• PROVIDED MATERIAL:
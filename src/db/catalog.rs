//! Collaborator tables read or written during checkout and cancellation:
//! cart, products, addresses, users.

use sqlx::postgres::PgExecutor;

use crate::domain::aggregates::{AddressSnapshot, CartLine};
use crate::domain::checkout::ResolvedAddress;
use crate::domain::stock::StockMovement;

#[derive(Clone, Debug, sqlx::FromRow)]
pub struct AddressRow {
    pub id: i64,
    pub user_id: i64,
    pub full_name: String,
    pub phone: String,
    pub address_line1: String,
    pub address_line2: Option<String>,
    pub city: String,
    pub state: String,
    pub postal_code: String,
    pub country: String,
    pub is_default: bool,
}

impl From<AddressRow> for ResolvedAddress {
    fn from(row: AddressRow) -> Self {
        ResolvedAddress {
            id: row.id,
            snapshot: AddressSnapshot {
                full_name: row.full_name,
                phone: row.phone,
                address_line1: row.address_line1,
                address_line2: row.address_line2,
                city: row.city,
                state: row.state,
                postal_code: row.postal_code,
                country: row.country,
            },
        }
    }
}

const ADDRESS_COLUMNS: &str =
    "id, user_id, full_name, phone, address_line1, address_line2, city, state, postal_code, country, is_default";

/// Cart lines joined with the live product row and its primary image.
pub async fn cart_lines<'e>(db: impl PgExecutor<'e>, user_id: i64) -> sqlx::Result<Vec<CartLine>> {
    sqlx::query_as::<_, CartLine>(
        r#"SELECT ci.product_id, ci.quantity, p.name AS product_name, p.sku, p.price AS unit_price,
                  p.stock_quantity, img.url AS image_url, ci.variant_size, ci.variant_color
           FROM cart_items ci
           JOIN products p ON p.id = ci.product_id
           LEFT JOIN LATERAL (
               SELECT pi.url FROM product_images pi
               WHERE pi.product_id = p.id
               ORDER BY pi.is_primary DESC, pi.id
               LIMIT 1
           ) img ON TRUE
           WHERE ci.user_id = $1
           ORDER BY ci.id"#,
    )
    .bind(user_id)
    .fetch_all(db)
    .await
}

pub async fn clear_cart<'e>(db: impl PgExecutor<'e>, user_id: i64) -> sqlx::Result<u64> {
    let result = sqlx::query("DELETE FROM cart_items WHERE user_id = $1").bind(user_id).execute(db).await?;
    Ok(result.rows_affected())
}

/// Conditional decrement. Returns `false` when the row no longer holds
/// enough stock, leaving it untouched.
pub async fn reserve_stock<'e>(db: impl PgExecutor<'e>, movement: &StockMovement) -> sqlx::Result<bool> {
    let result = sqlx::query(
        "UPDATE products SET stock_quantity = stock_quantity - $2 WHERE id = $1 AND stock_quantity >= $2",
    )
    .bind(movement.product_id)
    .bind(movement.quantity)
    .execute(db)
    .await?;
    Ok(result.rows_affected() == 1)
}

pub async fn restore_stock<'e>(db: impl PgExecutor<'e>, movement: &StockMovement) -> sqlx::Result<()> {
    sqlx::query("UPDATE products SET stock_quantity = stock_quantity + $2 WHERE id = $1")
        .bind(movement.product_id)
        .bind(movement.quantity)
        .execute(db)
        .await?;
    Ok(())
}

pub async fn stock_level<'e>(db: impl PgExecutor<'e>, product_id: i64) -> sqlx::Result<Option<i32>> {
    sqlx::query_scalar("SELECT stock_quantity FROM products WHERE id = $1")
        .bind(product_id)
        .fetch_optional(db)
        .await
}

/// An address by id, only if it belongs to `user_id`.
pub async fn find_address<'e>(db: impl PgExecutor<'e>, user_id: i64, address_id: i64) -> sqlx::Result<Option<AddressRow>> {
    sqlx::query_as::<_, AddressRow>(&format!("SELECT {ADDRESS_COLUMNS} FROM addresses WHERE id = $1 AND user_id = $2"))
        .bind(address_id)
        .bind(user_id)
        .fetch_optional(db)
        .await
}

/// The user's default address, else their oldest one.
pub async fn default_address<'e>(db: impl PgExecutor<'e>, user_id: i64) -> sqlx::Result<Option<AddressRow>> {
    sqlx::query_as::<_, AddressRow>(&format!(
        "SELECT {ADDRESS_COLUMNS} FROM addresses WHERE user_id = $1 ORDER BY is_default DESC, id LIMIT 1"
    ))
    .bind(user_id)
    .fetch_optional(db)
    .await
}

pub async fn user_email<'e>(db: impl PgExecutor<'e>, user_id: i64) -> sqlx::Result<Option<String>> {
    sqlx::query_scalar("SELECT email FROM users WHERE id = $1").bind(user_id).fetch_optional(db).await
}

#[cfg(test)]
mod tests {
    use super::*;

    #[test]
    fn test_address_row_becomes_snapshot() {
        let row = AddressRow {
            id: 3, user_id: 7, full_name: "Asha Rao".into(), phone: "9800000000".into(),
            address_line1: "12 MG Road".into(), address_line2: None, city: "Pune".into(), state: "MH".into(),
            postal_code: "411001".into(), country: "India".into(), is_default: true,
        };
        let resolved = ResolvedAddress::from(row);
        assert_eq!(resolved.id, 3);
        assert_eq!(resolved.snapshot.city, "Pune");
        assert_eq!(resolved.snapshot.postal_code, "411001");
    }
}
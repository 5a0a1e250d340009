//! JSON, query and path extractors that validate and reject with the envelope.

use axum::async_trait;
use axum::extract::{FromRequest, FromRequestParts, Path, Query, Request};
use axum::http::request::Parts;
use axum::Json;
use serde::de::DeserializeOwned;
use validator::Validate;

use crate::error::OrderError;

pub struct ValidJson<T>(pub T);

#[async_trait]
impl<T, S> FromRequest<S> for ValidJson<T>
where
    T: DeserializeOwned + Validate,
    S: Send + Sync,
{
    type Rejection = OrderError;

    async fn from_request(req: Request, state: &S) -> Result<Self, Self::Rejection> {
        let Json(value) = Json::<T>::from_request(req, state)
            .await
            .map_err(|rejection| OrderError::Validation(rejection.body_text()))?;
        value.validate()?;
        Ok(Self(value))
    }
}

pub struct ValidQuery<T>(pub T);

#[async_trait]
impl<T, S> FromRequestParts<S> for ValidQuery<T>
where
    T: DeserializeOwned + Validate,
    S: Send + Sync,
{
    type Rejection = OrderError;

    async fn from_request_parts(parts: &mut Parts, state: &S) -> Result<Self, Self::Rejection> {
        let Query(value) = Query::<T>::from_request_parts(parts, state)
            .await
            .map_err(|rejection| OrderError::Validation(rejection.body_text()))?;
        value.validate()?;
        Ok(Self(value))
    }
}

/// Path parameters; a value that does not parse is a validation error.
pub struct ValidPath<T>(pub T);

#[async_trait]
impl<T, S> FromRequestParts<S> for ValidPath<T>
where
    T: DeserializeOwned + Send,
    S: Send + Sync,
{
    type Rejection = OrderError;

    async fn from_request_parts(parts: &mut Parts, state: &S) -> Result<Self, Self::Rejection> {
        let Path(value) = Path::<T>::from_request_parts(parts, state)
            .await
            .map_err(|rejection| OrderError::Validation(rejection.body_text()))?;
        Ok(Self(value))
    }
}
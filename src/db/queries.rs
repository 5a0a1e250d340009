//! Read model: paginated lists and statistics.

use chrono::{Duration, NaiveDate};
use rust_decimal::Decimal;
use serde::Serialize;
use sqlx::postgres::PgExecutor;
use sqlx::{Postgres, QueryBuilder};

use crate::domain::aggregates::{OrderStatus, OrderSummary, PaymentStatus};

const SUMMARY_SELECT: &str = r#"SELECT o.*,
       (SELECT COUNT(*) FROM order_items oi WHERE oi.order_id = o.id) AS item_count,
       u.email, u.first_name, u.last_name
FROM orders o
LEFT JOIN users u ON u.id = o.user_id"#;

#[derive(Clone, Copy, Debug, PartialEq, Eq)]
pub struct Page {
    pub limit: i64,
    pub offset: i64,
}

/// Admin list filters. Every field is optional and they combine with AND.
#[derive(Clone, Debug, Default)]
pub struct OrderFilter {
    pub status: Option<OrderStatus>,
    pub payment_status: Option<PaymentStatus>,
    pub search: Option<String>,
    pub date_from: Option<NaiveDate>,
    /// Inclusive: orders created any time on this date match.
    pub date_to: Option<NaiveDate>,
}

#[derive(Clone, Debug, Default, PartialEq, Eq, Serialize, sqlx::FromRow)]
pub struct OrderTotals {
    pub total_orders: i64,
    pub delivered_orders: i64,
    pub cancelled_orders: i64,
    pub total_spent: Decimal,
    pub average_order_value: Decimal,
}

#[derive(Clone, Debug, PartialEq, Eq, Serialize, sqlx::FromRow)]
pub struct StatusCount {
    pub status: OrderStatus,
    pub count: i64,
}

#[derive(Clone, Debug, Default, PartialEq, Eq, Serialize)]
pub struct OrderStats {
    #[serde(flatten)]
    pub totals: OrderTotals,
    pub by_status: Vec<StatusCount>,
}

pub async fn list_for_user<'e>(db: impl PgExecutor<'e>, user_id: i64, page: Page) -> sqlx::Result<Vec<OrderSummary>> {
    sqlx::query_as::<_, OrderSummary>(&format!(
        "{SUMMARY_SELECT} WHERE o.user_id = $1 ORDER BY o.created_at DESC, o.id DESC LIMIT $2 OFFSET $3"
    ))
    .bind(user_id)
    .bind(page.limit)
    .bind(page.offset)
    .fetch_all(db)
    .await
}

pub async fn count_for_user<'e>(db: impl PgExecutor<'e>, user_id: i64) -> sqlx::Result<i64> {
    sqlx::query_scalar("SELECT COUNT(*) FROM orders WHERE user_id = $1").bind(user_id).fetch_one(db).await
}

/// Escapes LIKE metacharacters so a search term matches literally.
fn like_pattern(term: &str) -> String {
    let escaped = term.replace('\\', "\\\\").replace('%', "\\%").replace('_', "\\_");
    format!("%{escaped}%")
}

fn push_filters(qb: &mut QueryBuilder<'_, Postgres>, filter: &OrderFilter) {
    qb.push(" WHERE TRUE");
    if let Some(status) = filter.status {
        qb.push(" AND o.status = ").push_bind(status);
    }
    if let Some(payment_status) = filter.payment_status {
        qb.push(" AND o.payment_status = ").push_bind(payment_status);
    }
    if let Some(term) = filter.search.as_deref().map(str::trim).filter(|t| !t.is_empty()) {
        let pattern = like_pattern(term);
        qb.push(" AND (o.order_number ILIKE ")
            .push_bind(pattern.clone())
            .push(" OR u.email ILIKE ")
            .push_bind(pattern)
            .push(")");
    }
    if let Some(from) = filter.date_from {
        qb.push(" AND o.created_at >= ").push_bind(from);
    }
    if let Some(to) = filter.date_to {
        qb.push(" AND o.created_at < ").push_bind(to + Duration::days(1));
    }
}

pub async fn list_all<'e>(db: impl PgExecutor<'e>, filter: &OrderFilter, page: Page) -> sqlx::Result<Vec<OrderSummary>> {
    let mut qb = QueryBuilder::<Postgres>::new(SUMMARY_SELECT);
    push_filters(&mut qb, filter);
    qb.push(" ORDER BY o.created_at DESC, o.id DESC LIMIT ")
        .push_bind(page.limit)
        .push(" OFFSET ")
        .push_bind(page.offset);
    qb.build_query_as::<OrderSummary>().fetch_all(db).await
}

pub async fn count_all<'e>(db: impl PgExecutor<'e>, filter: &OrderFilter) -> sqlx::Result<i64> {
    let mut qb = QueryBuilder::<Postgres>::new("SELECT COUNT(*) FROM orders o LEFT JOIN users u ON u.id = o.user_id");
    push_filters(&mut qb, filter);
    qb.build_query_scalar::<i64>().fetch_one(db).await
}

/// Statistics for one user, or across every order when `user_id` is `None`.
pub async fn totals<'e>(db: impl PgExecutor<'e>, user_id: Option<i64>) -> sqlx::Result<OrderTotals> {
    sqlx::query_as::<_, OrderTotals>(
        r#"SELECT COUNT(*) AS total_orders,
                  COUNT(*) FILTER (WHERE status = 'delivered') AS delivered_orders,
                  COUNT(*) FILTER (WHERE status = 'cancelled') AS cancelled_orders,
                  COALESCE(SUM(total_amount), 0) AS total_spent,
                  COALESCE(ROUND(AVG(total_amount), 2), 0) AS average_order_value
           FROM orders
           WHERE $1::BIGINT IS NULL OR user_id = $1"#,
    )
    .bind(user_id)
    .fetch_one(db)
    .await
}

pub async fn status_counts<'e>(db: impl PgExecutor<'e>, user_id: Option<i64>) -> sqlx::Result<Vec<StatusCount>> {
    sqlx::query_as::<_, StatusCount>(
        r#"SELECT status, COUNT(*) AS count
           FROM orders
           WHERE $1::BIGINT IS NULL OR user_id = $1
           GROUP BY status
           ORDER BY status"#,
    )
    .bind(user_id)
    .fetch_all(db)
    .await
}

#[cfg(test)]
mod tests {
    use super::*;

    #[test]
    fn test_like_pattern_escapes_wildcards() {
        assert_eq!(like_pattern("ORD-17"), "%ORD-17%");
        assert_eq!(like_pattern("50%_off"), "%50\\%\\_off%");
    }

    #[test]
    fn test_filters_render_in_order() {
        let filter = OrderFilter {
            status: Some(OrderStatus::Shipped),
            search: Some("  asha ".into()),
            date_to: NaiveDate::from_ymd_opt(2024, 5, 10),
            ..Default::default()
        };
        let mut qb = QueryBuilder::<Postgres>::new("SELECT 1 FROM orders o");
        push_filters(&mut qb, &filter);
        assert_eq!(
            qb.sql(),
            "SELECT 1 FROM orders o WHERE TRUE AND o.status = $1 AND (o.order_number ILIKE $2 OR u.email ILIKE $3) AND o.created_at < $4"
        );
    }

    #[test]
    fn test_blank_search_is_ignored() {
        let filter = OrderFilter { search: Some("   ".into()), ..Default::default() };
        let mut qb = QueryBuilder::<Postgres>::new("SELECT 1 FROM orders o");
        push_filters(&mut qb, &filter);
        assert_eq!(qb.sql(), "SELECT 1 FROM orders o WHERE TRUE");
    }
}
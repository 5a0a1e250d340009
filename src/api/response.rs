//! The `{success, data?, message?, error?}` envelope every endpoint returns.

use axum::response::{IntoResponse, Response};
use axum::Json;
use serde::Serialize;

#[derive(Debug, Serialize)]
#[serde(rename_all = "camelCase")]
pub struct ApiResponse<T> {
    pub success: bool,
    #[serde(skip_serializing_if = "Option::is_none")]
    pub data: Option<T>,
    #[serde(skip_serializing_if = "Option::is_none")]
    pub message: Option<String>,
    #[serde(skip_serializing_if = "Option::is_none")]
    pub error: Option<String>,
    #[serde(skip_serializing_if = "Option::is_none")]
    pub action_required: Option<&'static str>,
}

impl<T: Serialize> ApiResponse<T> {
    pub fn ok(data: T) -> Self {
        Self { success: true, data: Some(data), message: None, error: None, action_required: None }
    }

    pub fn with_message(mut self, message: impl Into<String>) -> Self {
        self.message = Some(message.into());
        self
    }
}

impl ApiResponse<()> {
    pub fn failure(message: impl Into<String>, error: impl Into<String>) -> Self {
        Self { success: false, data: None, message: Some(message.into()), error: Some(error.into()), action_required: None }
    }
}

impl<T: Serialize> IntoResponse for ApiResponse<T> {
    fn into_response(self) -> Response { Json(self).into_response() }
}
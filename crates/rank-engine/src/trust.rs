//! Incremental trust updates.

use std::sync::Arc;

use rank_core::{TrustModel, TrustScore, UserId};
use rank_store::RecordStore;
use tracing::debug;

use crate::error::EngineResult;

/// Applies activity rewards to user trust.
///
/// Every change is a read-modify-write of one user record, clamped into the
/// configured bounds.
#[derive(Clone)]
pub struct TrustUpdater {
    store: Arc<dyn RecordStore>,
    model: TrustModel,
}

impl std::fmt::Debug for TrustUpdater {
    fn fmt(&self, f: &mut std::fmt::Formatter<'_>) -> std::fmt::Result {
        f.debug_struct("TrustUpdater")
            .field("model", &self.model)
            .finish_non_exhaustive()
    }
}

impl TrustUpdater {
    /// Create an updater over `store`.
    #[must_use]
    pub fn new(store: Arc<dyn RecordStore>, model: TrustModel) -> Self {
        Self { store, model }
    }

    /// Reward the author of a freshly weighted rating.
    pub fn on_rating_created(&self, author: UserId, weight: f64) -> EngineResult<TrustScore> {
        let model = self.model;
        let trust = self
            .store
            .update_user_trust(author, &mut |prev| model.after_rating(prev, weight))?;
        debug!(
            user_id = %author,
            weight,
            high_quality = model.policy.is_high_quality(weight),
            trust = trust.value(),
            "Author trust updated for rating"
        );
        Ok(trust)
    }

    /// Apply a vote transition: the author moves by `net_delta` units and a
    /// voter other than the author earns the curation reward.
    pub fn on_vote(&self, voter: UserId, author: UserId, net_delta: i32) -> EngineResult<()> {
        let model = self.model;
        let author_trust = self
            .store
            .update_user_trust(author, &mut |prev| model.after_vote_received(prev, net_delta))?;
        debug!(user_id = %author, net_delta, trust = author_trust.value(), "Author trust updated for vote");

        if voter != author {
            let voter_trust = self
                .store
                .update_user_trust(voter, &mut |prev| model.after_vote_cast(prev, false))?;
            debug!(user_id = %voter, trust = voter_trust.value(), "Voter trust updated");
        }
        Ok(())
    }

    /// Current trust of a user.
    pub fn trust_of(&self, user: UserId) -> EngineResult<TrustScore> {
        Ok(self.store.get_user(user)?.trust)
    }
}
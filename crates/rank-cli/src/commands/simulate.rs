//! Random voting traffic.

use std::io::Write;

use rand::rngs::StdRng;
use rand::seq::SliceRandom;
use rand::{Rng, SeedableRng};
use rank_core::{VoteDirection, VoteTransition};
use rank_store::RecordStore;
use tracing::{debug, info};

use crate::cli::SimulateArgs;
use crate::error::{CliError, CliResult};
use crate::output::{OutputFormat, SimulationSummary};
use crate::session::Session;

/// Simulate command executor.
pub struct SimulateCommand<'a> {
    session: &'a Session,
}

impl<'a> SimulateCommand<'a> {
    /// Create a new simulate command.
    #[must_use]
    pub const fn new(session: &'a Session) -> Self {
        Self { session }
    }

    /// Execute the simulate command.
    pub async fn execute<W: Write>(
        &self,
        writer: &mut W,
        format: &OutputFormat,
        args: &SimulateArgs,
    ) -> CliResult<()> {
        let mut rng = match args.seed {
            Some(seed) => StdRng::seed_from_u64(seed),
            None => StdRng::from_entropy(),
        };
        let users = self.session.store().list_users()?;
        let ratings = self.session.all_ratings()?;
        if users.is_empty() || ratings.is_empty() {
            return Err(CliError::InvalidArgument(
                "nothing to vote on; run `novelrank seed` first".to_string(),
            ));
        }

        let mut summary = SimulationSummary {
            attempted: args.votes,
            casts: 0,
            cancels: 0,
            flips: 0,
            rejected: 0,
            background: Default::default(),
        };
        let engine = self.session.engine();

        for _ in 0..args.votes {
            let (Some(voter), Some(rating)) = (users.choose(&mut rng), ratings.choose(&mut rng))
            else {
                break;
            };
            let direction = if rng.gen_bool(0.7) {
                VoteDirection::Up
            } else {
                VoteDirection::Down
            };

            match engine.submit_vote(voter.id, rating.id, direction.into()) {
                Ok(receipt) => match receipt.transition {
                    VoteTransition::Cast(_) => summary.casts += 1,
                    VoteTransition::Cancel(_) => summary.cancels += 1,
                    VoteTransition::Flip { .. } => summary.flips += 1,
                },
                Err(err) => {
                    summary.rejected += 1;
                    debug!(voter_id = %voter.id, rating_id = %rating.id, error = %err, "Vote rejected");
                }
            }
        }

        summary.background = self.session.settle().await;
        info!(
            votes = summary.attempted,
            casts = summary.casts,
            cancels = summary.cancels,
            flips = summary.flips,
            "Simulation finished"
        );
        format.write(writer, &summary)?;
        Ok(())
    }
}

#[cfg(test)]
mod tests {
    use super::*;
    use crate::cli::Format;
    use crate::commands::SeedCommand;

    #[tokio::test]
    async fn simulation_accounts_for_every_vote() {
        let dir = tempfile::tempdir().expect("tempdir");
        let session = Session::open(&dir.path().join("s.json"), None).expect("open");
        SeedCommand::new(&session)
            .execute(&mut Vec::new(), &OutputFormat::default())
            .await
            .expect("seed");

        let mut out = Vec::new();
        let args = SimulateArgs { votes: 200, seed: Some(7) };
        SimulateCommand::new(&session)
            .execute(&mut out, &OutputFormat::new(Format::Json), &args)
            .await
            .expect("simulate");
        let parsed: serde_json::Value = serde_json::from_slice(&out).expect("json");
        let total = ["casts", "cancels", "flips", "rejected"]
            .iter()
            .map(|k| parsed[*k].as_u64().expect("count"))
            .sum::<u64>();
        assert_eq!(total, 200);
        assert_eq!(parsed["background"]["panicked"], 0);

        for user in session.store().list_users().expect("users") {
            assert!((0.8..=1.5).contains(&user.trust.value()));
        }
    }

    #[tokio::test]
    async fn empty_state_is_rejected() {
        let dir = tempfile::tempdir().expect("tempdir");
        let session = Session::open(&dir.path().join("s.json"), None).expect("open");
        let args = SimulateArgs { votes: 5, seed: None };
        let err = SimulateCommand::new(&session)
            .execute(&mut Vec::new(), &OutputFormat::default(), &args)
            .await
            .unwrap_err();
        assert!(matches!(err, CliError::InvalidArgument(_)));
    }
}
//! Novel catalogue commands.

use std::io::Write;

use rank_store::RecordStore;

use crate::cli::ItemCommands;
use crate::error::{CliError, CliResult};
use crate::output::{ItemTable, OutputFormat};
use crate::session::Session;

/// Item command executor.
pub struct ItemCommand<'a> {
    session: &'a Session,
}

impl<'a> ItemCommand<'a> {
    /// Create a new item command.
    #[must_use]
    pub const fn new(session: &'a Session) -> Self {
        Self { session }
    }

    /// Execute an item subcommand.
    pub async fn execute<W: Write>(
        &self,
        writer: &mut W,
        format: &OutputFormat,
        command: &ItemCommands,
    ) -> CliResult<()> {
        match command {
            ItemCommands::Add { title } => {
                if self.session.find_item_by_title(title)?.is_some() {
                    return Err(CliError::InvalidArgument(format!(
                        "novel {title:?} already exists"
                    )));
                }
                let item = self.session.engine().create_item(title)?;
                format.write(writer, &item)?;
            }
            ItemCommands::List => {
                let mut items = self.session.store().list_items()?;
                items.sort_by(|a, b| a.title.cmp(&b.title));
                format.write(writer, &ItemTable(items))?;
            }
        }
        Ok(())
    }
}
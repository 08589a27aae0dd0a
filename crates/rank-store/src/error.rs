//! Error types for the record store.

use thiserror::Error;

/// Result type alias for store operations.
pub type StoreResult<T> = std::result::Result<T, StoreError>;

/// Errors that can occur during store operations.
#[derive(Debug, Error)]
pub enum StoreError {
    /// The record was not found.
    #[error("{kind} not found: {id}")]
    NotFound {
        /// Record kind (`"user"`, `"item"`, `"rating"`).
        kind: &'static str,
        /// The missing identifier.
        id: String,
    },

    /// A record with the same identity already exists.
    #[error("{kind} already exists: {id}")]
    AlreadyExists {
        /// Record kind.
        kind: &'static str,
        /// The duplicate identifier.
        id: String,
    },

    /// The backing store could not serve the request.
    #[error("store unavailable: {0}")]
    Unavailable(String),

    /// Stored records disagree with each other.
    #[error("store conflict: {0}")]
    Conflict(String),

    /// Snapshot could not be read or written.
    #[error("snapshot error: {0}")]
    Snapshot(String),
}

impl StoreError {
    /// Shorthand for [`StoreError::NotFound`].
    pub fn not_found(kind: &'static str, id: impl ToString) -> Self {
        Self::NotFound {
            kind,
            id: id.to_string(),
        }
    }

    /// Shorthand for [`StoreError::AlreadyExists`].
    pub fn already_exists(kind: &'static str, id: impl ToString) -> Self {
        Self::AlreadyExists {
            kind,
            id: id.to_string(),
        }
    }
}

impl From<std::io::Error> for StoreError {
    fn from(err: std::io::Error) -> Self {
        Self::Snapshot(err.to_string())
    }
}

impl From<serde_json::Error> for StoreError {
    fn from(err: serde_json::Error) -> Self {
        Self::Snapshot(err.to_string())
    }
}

• THE TASK:
Search the listing for the word "AlreadyExists", and copy every line in which it is found.

• SOLUTION TO THE PROBLEM:
    AlreadyExists {
    /// Shorthand for [`StoreError::AlreadyExists`].
        Self::AlreadyExists {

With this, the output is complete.